Go through the material under this sentence. Return every line holding "format".

- SUPPLIED DATA
'''
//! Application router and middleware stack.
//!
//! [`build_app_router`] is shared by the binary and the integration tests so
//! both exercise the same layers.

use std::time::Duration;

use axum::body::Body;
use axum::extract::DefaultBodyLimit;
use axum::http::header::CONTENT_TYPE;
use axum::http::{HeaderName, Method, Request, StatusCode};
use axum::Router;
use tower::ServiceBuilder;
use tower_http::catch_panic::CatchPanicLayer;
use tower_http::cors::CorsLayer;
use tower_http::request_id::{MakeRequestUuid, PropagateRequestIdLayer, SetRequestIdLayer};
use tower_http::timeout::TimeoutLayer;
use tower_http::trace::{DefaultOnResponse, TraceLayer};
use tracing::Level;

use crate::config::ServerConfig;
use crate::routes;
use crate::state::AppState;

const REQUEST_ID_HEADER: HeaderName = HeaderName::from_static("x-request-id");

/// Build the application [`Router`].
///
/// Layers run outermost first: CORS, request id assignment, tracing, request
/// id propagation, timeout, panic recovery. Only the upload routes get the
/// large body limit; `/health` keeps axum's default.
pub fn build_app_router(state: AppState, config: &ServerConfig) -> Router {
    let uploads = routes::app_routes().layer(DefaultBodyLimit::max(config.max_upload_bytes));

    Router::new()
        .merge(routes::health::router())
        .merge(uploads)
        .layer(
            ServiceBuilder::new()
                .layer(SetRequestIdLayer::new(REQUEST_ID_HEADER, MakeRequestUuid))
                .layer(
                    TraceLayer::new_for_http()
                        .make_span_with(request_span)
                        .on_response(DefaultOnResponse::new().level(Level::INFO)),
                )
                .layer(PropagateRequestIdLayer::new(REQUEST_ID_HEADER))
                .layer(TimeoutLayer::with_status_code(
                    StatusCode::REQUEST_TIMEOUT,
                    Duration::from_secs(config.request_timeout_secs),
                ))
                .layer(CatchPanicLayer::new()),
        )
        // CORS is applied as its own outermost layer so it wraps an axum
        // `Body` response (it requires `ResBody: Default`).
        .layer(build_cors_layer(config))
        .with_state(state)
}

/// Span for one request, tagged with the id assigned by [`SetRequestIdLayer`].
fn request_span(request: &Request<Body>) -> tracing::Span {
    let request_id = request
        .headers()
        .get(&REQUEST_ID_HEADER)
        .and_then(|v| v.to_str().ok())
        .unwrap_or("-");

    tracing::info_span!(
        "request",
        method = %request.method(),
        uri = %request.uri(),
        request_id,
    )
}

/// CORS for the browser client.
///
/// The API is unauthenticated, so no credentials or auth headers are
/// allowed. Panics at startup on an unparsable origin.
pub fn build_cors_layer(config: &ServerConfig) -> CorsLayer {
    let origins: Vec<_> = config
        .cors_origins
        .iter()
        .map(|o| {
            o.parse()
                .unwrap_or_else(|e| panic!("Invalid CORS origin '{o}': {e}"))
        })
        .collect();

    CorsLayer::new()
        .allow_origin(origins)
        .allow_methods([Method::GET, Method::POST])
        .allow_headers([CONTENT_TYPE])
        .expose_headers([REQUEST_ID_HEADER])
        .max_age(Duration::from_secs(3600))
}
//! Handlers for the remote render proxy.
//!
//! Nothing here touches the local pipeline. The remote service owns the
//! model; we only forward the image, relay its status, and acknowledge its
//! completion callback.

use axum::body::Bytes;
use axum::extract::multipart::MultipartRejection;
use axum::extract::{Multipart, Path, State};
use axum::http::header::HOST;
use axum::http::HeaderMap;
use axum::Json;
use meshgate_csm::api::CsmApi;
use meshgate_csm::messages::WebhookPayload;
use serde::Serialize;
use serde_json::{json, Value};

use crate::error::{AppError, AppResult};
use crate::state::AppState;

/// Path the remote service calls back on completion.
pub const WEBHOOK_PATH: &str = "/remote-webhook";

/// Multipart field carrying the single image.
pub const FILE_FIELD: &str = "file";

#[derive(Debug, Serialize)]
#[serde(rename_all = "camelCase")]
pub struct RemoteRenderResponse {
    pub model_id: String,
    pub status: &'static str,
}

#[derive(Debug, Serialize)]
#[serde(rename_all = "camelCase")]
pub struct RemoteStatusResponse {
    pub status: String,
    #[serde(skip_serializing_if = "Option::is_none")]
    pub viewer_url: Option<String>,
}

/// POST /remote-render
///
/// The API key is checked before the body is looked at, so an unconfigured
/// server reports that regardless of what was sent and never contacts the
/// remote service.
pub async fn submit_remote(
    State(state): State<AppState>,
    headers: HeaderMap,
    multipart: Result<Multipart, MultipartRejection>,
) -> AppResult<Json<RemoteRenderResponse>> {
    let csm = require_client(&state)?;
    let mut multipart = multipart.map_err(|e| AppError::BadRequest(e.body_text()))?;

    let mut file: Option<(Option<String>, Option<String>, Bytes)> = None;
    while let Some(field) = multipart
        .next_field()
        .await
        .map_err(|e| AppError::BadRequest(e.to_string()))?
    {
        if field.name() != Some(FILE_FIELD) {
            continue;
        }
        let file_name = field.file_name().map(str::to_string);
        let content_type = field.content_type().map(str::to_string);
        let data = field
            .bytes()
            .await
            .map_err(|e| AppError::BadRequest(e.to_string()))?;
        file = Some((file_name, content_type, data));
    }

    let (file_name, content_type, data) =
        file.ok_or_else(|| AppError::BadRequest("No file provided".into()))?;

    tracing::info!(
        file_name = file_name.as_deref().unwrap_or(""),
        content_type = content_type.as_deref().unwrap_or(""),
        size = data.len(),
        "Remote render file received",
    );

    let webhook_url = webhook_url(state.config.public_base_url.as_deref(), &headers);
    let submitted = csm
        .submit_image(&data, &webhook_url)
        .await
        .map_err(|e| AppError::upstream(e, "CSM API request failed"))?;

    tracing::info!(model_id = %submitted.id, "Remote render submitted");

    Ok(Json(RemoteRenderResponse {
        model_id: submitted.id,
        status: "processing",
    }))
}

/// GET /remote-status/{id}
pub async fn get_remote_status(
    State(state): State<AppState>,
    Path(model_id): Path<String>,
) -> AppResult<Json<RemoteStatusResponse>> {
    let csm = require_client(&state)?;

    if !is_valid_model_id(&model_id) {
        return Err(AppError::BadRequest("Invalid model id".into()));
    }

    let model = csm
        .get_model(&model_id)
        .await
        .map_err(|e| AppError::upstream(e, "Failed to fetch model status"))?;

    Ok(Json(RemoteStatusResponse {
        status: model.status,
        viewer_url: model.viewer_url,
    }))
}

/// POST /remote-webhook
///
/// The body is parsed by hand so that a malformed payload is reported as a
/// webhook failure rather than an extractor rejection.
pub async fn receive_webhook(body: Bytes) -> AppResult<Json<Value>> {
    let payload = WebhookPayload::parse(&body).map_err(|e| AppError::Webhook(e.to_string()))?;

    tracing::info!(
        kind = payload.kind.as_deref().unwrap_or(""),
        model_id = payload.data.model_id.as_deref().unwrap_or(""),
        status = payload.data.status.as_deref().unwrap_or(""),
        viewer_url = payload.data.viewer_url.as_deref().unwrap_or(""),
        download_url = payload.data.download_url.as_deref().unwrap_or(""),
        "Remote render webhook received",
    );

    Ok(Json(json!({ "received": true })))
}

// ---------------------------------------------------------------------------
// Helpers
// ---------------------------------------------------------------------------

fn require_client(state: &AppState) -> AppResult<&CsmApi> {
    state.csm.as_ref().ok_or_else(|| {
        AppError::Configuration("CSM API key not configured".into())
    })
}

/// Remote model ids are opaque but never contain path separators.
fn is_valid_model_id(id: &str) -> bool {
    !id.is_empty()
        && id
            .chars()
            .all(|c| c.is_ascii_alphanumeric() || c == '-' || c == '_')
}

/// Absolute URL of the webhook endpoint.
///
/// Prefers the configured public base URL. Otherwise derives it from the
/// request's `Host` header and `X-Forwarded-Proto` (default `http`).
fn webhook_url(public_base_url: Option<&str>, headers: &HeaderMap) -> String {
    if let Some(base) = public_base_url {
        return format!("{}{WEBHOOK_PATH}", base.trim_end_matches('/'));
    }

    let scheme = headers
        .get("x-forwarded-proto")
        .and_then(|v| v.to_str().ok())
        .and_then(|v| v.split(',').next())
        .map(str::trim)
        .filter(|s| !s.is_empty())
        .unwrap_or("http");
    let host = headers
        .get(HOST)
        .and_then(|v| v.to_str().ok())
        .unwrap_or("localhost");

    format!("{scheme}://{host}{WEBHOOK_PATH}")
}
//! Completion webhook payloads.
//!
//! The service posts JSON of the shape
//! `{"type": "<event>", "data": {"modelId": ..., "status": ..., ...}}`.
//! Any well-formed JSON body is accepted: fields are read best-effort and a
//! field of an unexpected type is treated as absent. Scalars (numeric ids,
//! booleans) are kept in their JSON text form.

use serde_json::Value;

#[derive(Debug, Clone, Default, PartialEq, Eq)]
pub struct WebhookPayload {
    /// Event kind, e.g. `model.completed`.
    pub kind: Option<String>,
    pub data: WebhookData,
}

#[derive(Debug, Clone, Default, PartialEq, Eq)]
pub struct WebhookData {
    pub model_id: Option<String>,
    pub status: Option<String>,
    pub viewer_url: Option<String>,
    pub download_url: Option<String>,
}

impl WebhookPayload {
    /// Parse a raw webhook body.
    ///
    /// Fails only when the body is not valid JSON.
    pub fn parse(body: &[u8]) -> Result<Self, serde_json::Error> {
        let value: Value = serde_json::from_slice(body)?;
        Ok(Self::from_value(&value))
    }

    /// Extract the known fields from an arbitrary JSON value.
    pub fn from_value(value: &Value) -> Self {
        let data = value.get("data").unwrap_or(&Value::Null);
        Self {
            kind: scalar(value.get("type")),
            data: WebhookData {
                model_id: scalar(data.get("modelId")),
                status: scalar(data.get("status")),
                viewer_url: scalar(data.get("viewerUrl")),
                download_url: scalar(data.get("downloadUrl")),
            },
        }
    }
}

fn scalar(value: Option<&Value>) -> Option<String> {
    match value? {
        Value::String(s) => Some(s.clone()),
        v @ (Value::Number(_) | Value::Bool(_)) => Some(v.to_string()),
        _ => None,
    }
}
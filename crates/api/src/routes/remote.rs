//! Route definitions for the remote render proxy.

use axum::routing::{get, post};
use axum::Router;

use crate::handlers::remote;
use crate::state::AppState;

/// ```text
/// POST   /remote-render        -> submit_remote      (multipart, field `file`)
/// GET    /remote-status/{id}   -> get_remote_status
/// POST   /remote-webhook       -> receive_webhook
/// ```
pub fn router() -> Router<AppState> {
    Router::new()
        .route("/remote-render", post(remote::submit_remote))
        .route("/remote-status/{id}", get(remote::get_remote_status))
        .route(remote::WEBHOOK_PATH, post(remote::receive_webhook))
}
'''
- REPLY
        return format!("{}{WEBHOOK_PATH}", base.trim_end_matches('/'));
    format!("{scheme}://{host}{WEBHOOK_PATH}")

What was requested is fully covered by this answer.